Jakarta, Portonews.com – Kementerian Keuangan melalui Direktorat Jenderal Pajak (DJP) memberikan klarifikasi mengenai isu bahwa transaksi uang elektronik akan dikenakan tarif Pajak Pertambahan Nilai (PPN) 12 persen. DJP menjelaskan bahwa pengenaan PPN atas layanan uang elektronik sudah diterapkan sejak diberlakukannya Undang-Undang PPN Nomor 8 Tahun 1983 pada 1 Juli 1984. Dengan demikian, transaksi uang elektronik bukanlah objek pajak baru.
“Perlu kami tegaskan bahwa pengenaan PPN atas jasa layanan uang elektronik sudah dilakukan sejak berlakunya UU PPN Nomor 8 Tahun 1983 yang berlaku sejak 1 Juli 1984, artinya bukan objek pajak baru,” ujar Dwi Astuti, Direktur Penyuluhan, Pelayanan, dan Hubungan Masyarakat DJP, seperti dilansir laman Antara (20/12).
Pengenaan PPN terhadap layanan uang elektronik ini juga telah dijelaskan dalam Undang-Undang Nomor 7 Tahun 2021 tentang Harmonisasi Peraturan Perpajakan (HPP).
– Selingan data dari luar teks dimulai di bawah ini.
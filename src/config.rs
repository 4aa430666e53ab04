//! Tunable limits and thresholds

use serde::{Deserialize, Serialize};

/// Default cap on multipart / `message/rfc822` nesting
pub const DEFAULT_MAX_DEPTH: usize = 20;

/// Default preview length in characters
pub const DEFAULT_PREVIEW_CHARS: usize = 120;

/// Options shared by parsing and extraction
#[derive(Debug, Clone, Copy, PartialEq, Eq, Serialize, Deserialize)]
#[serde(default)]
pub struct Options {
    /// Deepest nesting level that is still descended into
    pub max_depth: usize,

    /// Keyword proximity windows for the verification code search
    pub code_windows: CodeWindows,

    /// Maximum preview length in characters
    pub preview_chars: usize,
}

impl Default for Options {
    fn default() -> Self {
        Self {
            max_depth: DEFAULT_MAX_DEPTH,
            code_windows: CodeWindows::default(),
            preview_chars: DEFAULT_PREVIEW_CHARS,
        }
    }
}

/// Maximum number of non-digit characters allowed between a keyword and a
/// code, per search pass.
#[derive(Debug, Clone, Copy, PartialEq, Eq, Serialize, Deserialize)]
#[serde(default)]
pub struct CodeWindows {
    /// Subject line pass
    pub subject: usize,

    /// Strict body pass
    pub body: usize,

    /// Loose body pass, false-positive filtered
    pub loose: usize,
}

impl Default for CodeWindows {
    fn default() -> Self {
        Self {
            subject: 20,
            body: 30,
            loose: 80,
        }
    }
}
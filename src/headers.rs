//! Header block splitting and parsing

use regex::Regex;
use std::collections::HashMap;
use std::sync::LazyLock;

static BOUNDARY_REGEX: LazyLock<Regex> =
    LazyLock::new(|| Regex::new(r#"(?i)boundary\s*=\s*"?([^";\r\n]+)"?"#).unwrap());

/// Header fields keyed by lower-cased name, continuation lines folded in
#[derive(Debug, Clone, Default, PartialEq, Eq)]
pub struct HeaderMap(HashMap<String, String>);

impl HeaderMap {
    /// Look up a field by name, case-insensitively
    #[must_use]
    pub fn get(&self, name: &str) -> Option<&str> {
        self.0.get(&name.to_lowercase()).map(String::as_str)
    }

    /// Content-Type value with original casing, empty when absent
    #[must_use]
    pub fn content_type(&self) -> &str {
        self.get("content-type").unwrap_or_default()
    }

    /// Content-Transfer-Encoding value, empty when absent
    #[must_use]
    pub fn transfer_encoding(&self) -> &str {
        self.get("content-transfer-encoding").unwrap_or_default()
    }

    #[must_use]
    pub fn len(&self) -> usize {
        self.0.len()
    }

    #[must_use]
    pub fn is_empty(&self) -> bool {
        self.0.is_empty()
    }
}

/// Split a raw message at its first blank line.
///
/// `\r\n\r\n` is preferred over `\n\n` wherever it occurs. Input without a
/// blank line is all body, with no headers.
#[must_use]
pub fn split_headers_and_body(raw: &str) -> (HeaderMap, &str) {
    let (block, body) = match raw.find("\r\n\r\n") {
        Some(idx) => (&raw[..idx], &raw[idx + 4..]),
        None => match raw.find("\n\n") {
            Some(idx) => (&raw[..idx], &raw[idx + 2..]),
            None => return (HeaderMap::default(), raw),
        },
    };
    (parse_headers(block), body)
}

/// Parse a header block into a [`HeaderMap`].
///
/// Lines starting with whitespace continue the previous field. Lines without
/// a colon are skipped. A repeated name keeps the last value.
#[must_use]
pub fn parse_headers(block: &str) -> HeaderMap {
    let mut headers: HashMap<String, String> = HashMap::new();
    let mut last_key: Option<String> = None;

    for line in block.lines() {
        if line.starts_with(char::is_whitespace) {
            if let Some(key) = &last_key
                && let Some(value) = headers.get_mut(key)
            {
                value.push(' ');
                value.push_str(line.trim());
            }
            continue;
        }

        if let Some((name, value)) = line.split_once(':') {
            let name = name.trim();
            if name.is_empty() {
                continue;
            }
            let key = name.to_lowercase();
            headers.insert(key.clone(), value.trim().to_string());
            last_key = Some(key);
        }
    }

    HeaderMap(headers)
}

/// Extract the `boundary` parameter of a Content-Type value.
///
/// The parameter name matches case-insensitively; the value keeps its case.
/// Returns an empty string when there is none.
#[must_use]
pub fn boundary(content_type: &str) -> String {
    BOUNDARY_REGEX
        .captures(content_type)
        .and_then(|cap| cap.get(1))
        .map(|m| m.as_str().trim().to_string())
        .unwrap_or_default()
}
Dalam aturan tersebut, layanan uang elektronik tidak dibebaskan dari PPN. Seiring dengan kenaikan tarif PPN menjadi 12 persen, transaksi uang elektronik pun akan dikenakan tarif tersebut.
Peraturan lebih lanjut mengenai penerapan PPN pada transaksi uang elektronik dituangkan dalam Peraturan Menteri Keuangan (PMK) 69 Tahun 2022. Beberapa layanan yang dikenakan PPN antara lain uang elektronik (e-money), dompet elektronik (e-wallet), gerbang pembayaran, switching, kliring, penyelesaian akhir, dan transfer dana. PPN akan berlaku pada biaya layanan atau komisi yang dibebankan kepada penyelenggara, seperti biaya registrasi, top-up saldo, pembayaran transaksi, transfer dana, dan tarik tunai.
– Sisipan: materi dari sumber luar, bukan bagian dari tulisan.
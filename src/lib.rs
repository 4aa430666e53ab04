// Enforce at crate level
#![deny(clippy::all)]
#![warn(clippy::pedantic)]
#![warn(clippy::nursery)]
#![allow(clippy::missing_errors_doc, clippy::missing_panics_doc)]

//! Tolerant email body reconstruction and signal extraction
//!
//! Rebuilds the plain text and HTML bodies of raw RFC 822 / MIME messages,
//! however inconsistent their structure, and pulls out the two things an
//! automated inbox cares about: a one-time verification code and a login
//! link.
//!
//! # Features
//!
//! - Recursive multipart walk, including forwarded `message/rfc822` parts
//! - base64 / quoted-printable decoding with legacy charsets such as GBK
//! - HTML sniffing for messages that never declare a content type
//! - Multilingual, keyword-anchored verification code detection
//! - Login / magic link detection that skips unsubscribe and social links
//!
//! The parse and extraction entry points never fail: malformed input
//! degrades to empty strings.
//!
//! # Example
//!
//! ```rust
//! use email_signal::{extract_login_link, extract_verification_code, parse_email_body};
//!
//! let raw = "Subject: Your code\r\nContent-Type: text/plain\r\n\r\nYour code is 493 118";
//! let body = parse_email_body(raw);
//!
//! assert_eq!(extract_verification_code("Your code", &body.text, &body.html), "493118");
//! assert_eq!(extract_login_link(&body.text, &body.html), "");
//! ```

mod code;
mod config;
mod decode;
mod error;
mod extracted;
mod headers;
mod html;
mod link;
mod multipart;
mod parser;
mod types;

pub use code::{extract_verification_code, extract_verification_code_with};
pub use config::{CodeWindows, DEFAULT_MAX_DEPTH, DEFAULT_PREVIEW_CHARS, Options};
pub use decode::{Charset, TransferEncoding, decode_body, decode_transfer, utf8_or_latin1};
pub use error::{ParseError, Result};
pub use extracted::*;
pub use headers::{HeaderMap, boundary, parse_headers, split_headers_and_body};
pub use html::{escape_html, looks_like_markup, sniff_html, strip_html, text_to_html};
pub use link::{extract_login_link, is_public_link};
pub use multipart::split_multipart;
pub use parser::{
    parse_email, parse_email_body, parse_email_body_bytes, parse_email_body_with,
    parse_email_bytes, parse_email_with,
};
pub use types::*;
Layanan dompet elektronik juga dikenakan PPN, termasuk biaya pembayaran tagihan dan layanan paylater, serta biaya merchant discount rate (MDR). Namun, nilai uang elektronik itu sendiri, seperti saldo, bonus point, reward point, dan transaksi transfer dana murni, tidak dikenakan PPN.
Contoh konkretnya adalah ketika pengguna melakukan top-up saldo uang elektronik yang dikenakan biaya administrasi. Jika biaya administrasi top-up sebesar Rp1.000 dan tarif PPN yang berlaku sebesar 11 persen, maka PPN yang harus dibayar adalah Rp110, sehingga total biaya menjadi Rp1.110. Jika tarif PPN naik menjadi 12 persen, maka PPN yang harus dibayar menjadi Rp120, sehingga total biaya menjadi Rp1.120. Sebaliknya, jika pengguna hanya mentransfer uang atau menggunakan saldo tanpa biaya tambahan, maka transaksi tersebut tidak dikenakan PPN.
Perlu dicatat bahwa Undang-Undang HPP juga mengatur pembebasan PPN pada sejumlah jasa keuangan. Jasa-jasa tersebut mencakup penghimpunan dana seperti giro, tabungan, deposito, dan sertifikat deposito yang dilakukan oleh bank atau lembaga keuangan. Kegiatan penyaluran dan peminjaman dana, baik melalui transfer elektronik, cek, maupun wesel, juga tidak dikenakan PPN. Selain itu, pembiayaan seperti leasing dengan hak opsi, anjak piutang, kartu kredit, dan pembiayaan konsumen, termasuk yang berprinsip syariah, juga dibebaskan dari PPN. Layanan gadai, baik yang bersifat syariah maupun fidusia, serta jasa penjaminan kewajiban finansial, juga dikecualikan dari pajak.